Khususnya di wilayah pesisir, kegiatan pariwisata dan rekreasi dapat menimbulkan masalah ekologis yang khusus mengingat bahwa keindahan dan keaslian alam merupakan modal utama. Bila suatu wilayah pesisir dibangun untuk rekreasi, biasanya fasilitas-fasilitas pendukung lainnya juga berkembang pesat (Dahuri et al, 2008). Secara strategik, pembangunan pariwisata yang berwawasan lingkungan dapat dikembangkan dan diwaspadai dampaknya dengan memasukan rencana manajemen lingkungan dan pemantauannya ke dalam satu rencana terpadu (integrated) dan pelaksanaannya yang kemudian dimasukkan dalam tahap perancangan pariwisata itu (Soeriaatmadja, 1997).

Budaya dan aspek fisik merupakan suatu kesatuan yang terintegrasi yang saling mendukung sebagai suatu kawasan wisata pesisir dan bahari. Gunn (1994) mengemukakan bahwa suatu kawasan wisata yang baik dan berhasil secara optimal didasarkan kepada empat aspek yaitu: (1) mempertahankan kelestarian lingkungannya, (2) meningkatkan kesejahteraan masyarakat di kawasan tersebut, (3) menjamin kepuasan pengunjung, dan (4) meningkatkan keterpaduan dan unity pembangunan masyarakat di sekitar kawasan dan zona pengembangannya. Agar pengelolaan wisata pesisir berhasil maka harus memenuhi komponen yang terkait dengan kelestarian lingkungan alami, kesejahteraan penduduk yang mendiami wilayah tersebut, kepuasan pengunjung yang menikmatinya dan keterpaduan komunitas dengan area pengembangannya (Nurisjah, 2001).

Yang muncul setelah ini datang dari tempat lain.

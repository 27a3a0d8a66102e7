//! Canonical error types for the crate.
//!
//! Every failure surfaced by [`crate::Client`] is a [`ClientError`]. Calling
//! code branches on [`ClientError::kind`] rather than on display strings.

use std::{sync::Arc, time::Duration};

use serde_json::Value;
use thiserror::Error;

use crate::{api::ApiName, options::OptionsError};

/// Stable discriminant for [`ClientError`].
#[non_exhaustive]
#[derive(Clone, Copy, Debug, PartialEq, Eq, Hash)]
pub enum ErrorKind {
    /// The requested API was not granted for this connection.
    Capability,
    /// A single inbound frame violated the wire protocol.
    Protocol,
    /// No reply arrived within the soft timeout plus the grace window.
    Timeout,
    /// The socket closed while the call was pending.
    ConnectionClosed,
    /// The retry budget is exhausted; the engine stopped reconnecting.
    Terminal,
    /// The node answered the call with an `error` member.
    Remote,
    /// A connection option failed validation.
    InvalidOption,
    /// The transport failed to open or to carry a frame.
    Transport,
    /// An outbound request could not be encoded.
    Encoding,
    /// The operation is not valid in the current lifecycle state.
    State,
}

/// Protocol violations detected while decoding inbound frames.
///
/// These are reported through the error hook and never tear down the
/// connection.
#[non_exhaustive]
#[derive(Clone, Debug, PartialEq, Error)]
pub enum ProtocolError {
    /// The frame was not a JSON object.
    #[error("malformed frame: {0}")]
    MalformedFrame(String),
    /// The reply `id` member was missing or not an unsigned integer.
    #[error("reply id {0} is not an unsigned integer")]
    InvalidId(Value),
    /// A reply referenced an id with no pending call.
    #[error("unexpected response id {0}")]
    UnexpectedResponseId(u64),
    /// A notice did not carry `[subscriberId, payload]` params.
    #[error("malformed notice: {0}")]
    MalformedNotice(String),
    /// A notice addressed a subscriber id that is not registered.
    #[error("notice for unknown subscriber {0}")]
    UnknownSubscriber(u64),
    /// A notice arrived before the subscribing call was answered.
    #[error("notice for subscriber {0} before its subscription was confirmed")]
    UnarmedSubscriber(u64),
}

/// Errors emitted by [`crate::Client`] and its executors.
#[non_exhaustive]
#[derive(Clone, Debug, Error)]
pub enum ClientError {
    /// The API was not granted on the current connection.
    #[error(
        "api `{api}` is not available on this connection; add it to ConnectionOptions::apis \
         before connecting"
    )]
    ApiNotGranted {
        /// API the caller attempted to use.
        api: ApiName,
    },
    /// The node rejected or garbled the handshake for an API.
    #[error("handshake for api `{api}` failed: {detail}")]
    HandshakeRejected {
        /// API whose identifier could not be obtained.
        api: ApiName,
        /// Description of the rejection.
        detail: String,
    },
    /// An inbound frame violated the wire protocol.
    #[error(transparent)]
    Protocol(#[from] ProtocolError),
    /// The call did not receive a reply in time.
    #[error("call {id} (`{method}`) timed out after {timeout:?}")]
    Timeout {
        /// Wire id of the timed out attempt.
        id: u64,
        /// Method name of the call.
        method: String,
        /// Soft timeout configured for the call.
        timeout: Duration,
    },
    /// The socket closed before a reply arrived.
    #[error("connection closed before a reply arrived")]
    ConnectionClosed,
    /// The engine gave up reconnecting.
    #[error("gave up reconnecting after {attempts} attempts")]
    RetriesExhausted {
        /// Number of reconnect attempts made.
        attempts: u32,
    },
    /// The node returned an error for the call.
    #[error("node returned an error: {0}")]
    Remote(Value),
    /// A connection option failed validation.
    #[error(transparent)]
    InvalidOption(#[from] OptionsError),
    /// The transport failed.
    #[error("transport error: {0}")]
    Transport(#[source] Arc<dyn std::error::Error + Send + Sync>),
    /// An outbound request could not be serialised.
    #[error("failed to serialise request: {0}")]
    Serialize(#[source] Arc<serde_json::Error>),
    /// `connect` was invoked on a live connection.
    #[error("already connected")]
    AlreadyConnected,
    /// The operation requires an open connection.
    #[error("not connected")]
    NotConnected,
    /// The engine task has stopped.
    #[error("client engine has stopped")]
    EngineStopped,
}

impl ClientError {
    /// Wrap a transport failure.
    pub fn transport<E>(error: E) -> Self
    where
        E: std::error::Error + Send + Sync + 'static,
    {
        Self::Transport(Arc::new(error))
    }

    /// Return the stable discriminant for this error.
    ///
    /// # Examples
    ///
    /// ```
    /// use chainwire::{ClientError, ErrorKind};
    ///
    /// assert_eq!(ClientError::ConnectionClosed.kind(), ErrorKind::ConnectionClosed);
    /// ```
    #[must_use]
    pub fn kind(&self) -> ErrorKind {
        match self {
            Self::ApiNotGranted { .. } | Self::HandshakeRejected { .. } => ErrorKind::Capability,
            Self::Protocol(_) => ErrorKind::Protocol,
            Self::Timeout { .. } => ErrorKind::Timeout,
            Self::ConnectionClosed => ErrorKind::ConnectionClosed,
            Self::RetriesExhausted { .. } => ErrorKind::Terminal,
            Self::Remote(_) => ErrorKind::Remote,
            Self::InvalidOption(_) => ErrorKind::InvalidOption,
            Self::Serialize(_) => ErrorKind::Encoding,
            Self::Transport(_) => ErrorKind::Transport,
            Self::AlreadyConnected | Self::NotConnected | Self::EngineStopped => ErrorKind::State,
        }
    }
}

impl From<serde_json::Error> for ClientError {
    fn from(error: serde_json::Error) -> Self { Self::Serialize(Arc::new(error)) }
}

Pada sistem pengelolaan ekowisata pesisir, perlu dicermati pembatasan tentang pembangunan yang berwawasan lingkungan dan berkelanjutan (sustainable), maka Albertson (1999) dalam risetnya menyebutkan dimensi-dimensi:

1. Environmental Sustainability: perlindungan untuk generasi mendatang 2. Economic Sustainability: setiap pengembangan variabel secara ekonomi

3. Socio-Cultural Sustainability: setiap inovasi harus harmoni antara pengetahuan lokal sosial-budaya, praktek, pengetahuan, dan teknologi tepat guna

4. Political Sustainability: link birokrasi (pemerintah) dan masyarakat. Para pemimpin formal dan informal untuk suatu sektor tertentu dalam masyarakat lokal.